I have a code that needs to count for the total value and each value that has matched in the column. Please the code: //Parts of Speech, contains in ss_type for echo $part_speech = array("n"=>"n.","v"=>"verb", "r"=>"adv./adj.", "a"=>"adj.", "s"=>"adj."); $counting = mysql_query('SELECT count(ss_type) FROM wn_synset WHERE word="'.str_replace(' ', '_', $word).'"'); $countnoun = mysql_query('SELECT count(WHERE ss_type="n") FROM wn_synset WHERE word="'.str_replace(' ', '_', $word).'"'); $total = mysql_fetch_array($counting); $totalnoun = mysql_fetch_array($countnoun); $count = 0; $countnoun = 0; //this is in a loop $count = $count + 1; $countnoun = $countnoun + 1; echo "Total: $total[0]<br />"; if ($totalnoun[0] > 0) { echo "-$totalnoun[0] nouns</h2>"; } PHP: I thought my code was correct now but I had this error: The line with error is this line: $totalnoun = mysql_fetch_array($countnoun); PHP: What's wrong with code? The echo for the total cound value works but the count for the nound doesn't.Thank you in advance for trying to help me.
try this $totalnoun = @mysql_fetch_array($countnoun); If the code is ok it will remove warning but be sure that code is ok Regards Alex
The @ is simply error suppression, so even though it wants to tell you that it doesn't have a valid result resource, it won't show up at all. Usually I see this error being caused because the query has an error in it. Add an or die('Error: '.mysql_error()) to the end of the query with the problem and see if it's actually valid or if there is a problem with your query. I've honestly never seen "count(WHERE ss_type="n")" before, generally you do count(*) or count(field) (if you have NULL values count(field) will ignore them so it's faster than * in that scenario). I know there are generally 500 ways to do the same thing in SQL, I'm not sure if what you wrote is proper but I just don't see it like that. That's where i'd start checking =)

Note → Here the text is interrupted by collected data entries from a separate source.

//! Validated input of one download operation.

use crate::catalog::SerializationCandidate;
use std::path::{Path, PathBuf};
use thiserror::Error;
use url::Url;

/// Caller mistakes caught before any network traffic.
#[derive(Debug, Error)]
pub enum RequestError {
    #[error("no serialization candidates given; at least one is required")]
    EmptyCandidates,
    #[error("invalid URI {uri:?}: {source}")]
    InvalidUri {
        uri: String,
        #[source]
        source: url::ParseError,
    },
    #[error("unsupported URI scheme {0:?}; only http and https can be fetched")]
    UnsupportedScheme(String),
}

/// Source URI, destination and ordered candidates. Immutable once built.
#[derive(Debug, Clone)]
pub struct FetchRequest {
    source: Url,
    destination: PathBuf,
    candidates: Vec<SerializationCandidate>,
}

impl FetchRequest {
    /// Validates the request. The candidate list is checked first, so an empty
    /// list is rejected regardless of the URI.
    pub fn new(
        source: &str,
        destination: impl Into<PathBuf>,
        candidates: Vec<SerializationCandidate>,
    ) -> Result<Self, RequestError> {
        if candidates.is_empty() {
            return Err(RequestError::EmptyCandidates);
        }
        let source = parse_http_url(source)?;
        Ok(Self {
            source,
            destination: destination.into(),
            candidates,
        })
    }

    pub fn source(&self) -> &Url {
        &self.source
    }

    pub fn destination(&self) -> &Path {
        &self.destination
    }

    pub fn candidates(&self) -> &[SerializationCandidate] {
        &self.candidates
    }
}

/// Parses `uri` and requires an http or https scheme.
pub fn parse_http_url(uri: &str) -> Result<Url, RequestError> {
    let url = Url::parse(uri.trim()).map_err(|source| RequestError::InvalidUri {
        uri: uri.to_string(),
        source,
    })?;
    match url.scheme() {
        "http" | "https" => Ok(url),
        other => Err(RequestError::UnsupportedScheme(other.to_string())),
    }
}
use ontofetch_core::logging;

mod cli;

use crate::cli::CliCommand;

fn main() {
    // Log file under the XDG state dir; stderr if that is not writable.
    if logging::init_logging().is_err() {
        logging::init_logging_stderr();
    }

    if let Err(err) = CliCommand::run_from_args() {
        eprintln!("ontofetch error: {:#}", err);
        std::process::exit(1);
    }
}
//! Redirect bookkeeping for one GET-with-redirects call.

use super::error::{IoFaultKind, TransportError};
use url::Url;

/// Statuses that are re-issued as a GET to `Location` with the same `Accept` header.
pub const FOLLOWED_REDIRECTS: [u32; 3] = [301, 302, 303];

pub fn is_followed_redirect(status: u32) -> bool {
    FOLLOWED_REDIRECTS.contains(&status)
}

/// Transient state of one redirect chain. Dropped when the call returns.
#[derive(Debug, Clone)]
pub(crate) struct RedirectState {
    pub url: Url,
    pub hops: u32,
    pub last_status: Option<u32>,
}

impl RedirectState {
    pub fn new(url: Url) -> Self {
        Self {
            url,
            hops: 0,
            last_status: None,
        }
    }

    /// Moves to `location` (resolved against the current URL), counting one hop.
    ///
    /// Fails with `RedirectLoop` once `max_redirects` hops have already been
    /// followed, so at most `max_redirects + 1` requests go out per chain.
    pub fn follow(
        &mut self,
        status: u32,
        location: &str,
        max_redirects: u32,
    ) -> Result<(), TransportError> {
        self.last_status = Some(status);
        if self.hops >= max_redirects {
            return Err(TransportError::RedirectLoop {
                hops: self.hops,
                last_url: self.url.to_string(),
            });
        }
        let next = resolve_location(&self.url, location)?;
        tracing::debug!(status, from = %self.url, to = %next, hop = self.hops + 1, "following redirect");
        self.url = next;
        self.hops += 1;
        Ok(())
    }
}

/// Resolves a `Location` value, absolute or relative, against `base`.
///
/// The target must stay on http or https.
pub fn resolve_location(base: &Url, location: &str) -> Result<Url, TransportError> {
    let next = base.join(location).map_err(|e| {
        TransportError::io_fault(
            IoFaultKind::Other,
            format!("invalid Location {:?}: {}", location, e),
        )
    })?;
    ensure_http(&next)?;
    Ok(next)
}

/// Refuses any URL whose scheme is not http or https.
pub fn ensure_http(url: &Url) -> Result<(), TransportError> {
    match url.scheme() {
        "http" | "https" => Ok(()),
        other => Err(TransportError::io_fault(
            IoFaultKind::Other,
            format!("refusing {} URL {}", other, url),
        )),
    }
}
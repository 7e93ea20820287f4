//! Local byte-stream copy.
//!
//! Destinations are replaced, never appended to. The file handle is scoped to
//! the call and closed on every path. Writes are not atomic: a failure part
//! way through leaves a truncated file, which format detection rejects.

use anyhow::{Context, Result};
use std::fs::{self, File};
use std::io::{self, BufWriter, Read, Write};
use std::path::Path;

/// Copies `reader` into `dest`, truncating any existing file.
/// Creates missing parent directories. Returns the number of bytes written.
pub fn copy_to_path<R: Read>(mut reader: R, dest: &Path) -> Result<u64> {
    if let Some(parent) = dest.parent().filter(|p| !p.as_os_str().is_empty()) {
        fs::create_dir_all(parent)
            .with_context(|| format!("failed to create directory {}", parent.display()))?;
    }
    let file = File::create(dest)
        .with_context(|| format!("failed to create {}", dest.display()))?;
    let mut out = BufWriter::new(file);
    let written = io::copy(&mut reader, &mut out)
        .with_context(|| format!("failed to write {}", dest.display()))?;
    out.flush()
        .with_context(|| format!("failed to flush {}", dest.display()))?;
    tracing::debug!(path = %dest.display(), bytes = written, "copied stream to file");
    Ok(written)
}
//! CLI parse tests.

use super::{Cli, CliCommand};
use clap::Parser;

pub(super) fn parse(args: &[&str]) -> CliCommand {
    let cli = Cli::try_parse_from(args).unwrap();
    cli.command
}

Supressing errors wont help solve the problem only hide them. you should change $countnoun = mysql_query('SELECT count(WHERE ss_type="n") FROM wn_synset WHERE word="'.str_replace(' ', '_', $word).'"'); Code (markup): to $countnoun = mysql_query('SELECT count(ss_type) FROM wn_synset WHERE ss_type="n" AND word="'.str_replace(' ', '_', $word).'"'); Code (markup): you can also use mysql_num_rows() to see if there are valid records pulled back like if(mysql_num_rows($countnoun) > 0) { //proceed } else { echo "No results found"; } Code (markup):
supplied argument is not a valid MySQL result resource normally means it is trying to break results up into an array, when there are no results
Here's a little code modification //Parts of Speech, contains in ss_type for echo $part_speech = array("n"=>"n.","v"=>"verb", "r"=>"adv./adj.", "a"=>"adj.", "s"=>"adj."); $counting = mysql_query('SELECT count(ss_type) FROM wn_synset WHERE word="'.str_replace(' ', '_', $word).'"'); $countnoun = mysql_query('SELECT count(WHERE ss_type="n") FROM wn_synset WHERE word="'.str_replace(' ', '_', $word).'"'); // mod here $total = ($counting) ? mysql_fetch_array($counting) : 0; $totalnoun = ($countnoun) ? mysql_fetch_array($countnoun) : 0; $count = 0; $countnoun = 0; //this is in a loop $count = $count + 1; $countnoun = $countnoun + 1; echo "Total: $total[0]<br />"; if ($totalnoun[0] > 0) { echo "-$totalnoun[0] nouns</h2>"; }[ PHP:
Thanks for the help guys! Thanks for the modification of the script xrvel! lfhost is correct, the cause of the error is in the mysql_query in the variable $countnoun. the count() function was incorrect. It should be like this: $countnoun = mysql_query('SELECT [B]count(ss_type)[/B] FROM wn_synset WHERE word="'.str_replace(' ', '_', $word).'" [B]AND ss_type="n"[/B]'); PHP: By the way, I will try the code you modified also xrvel. Thank you.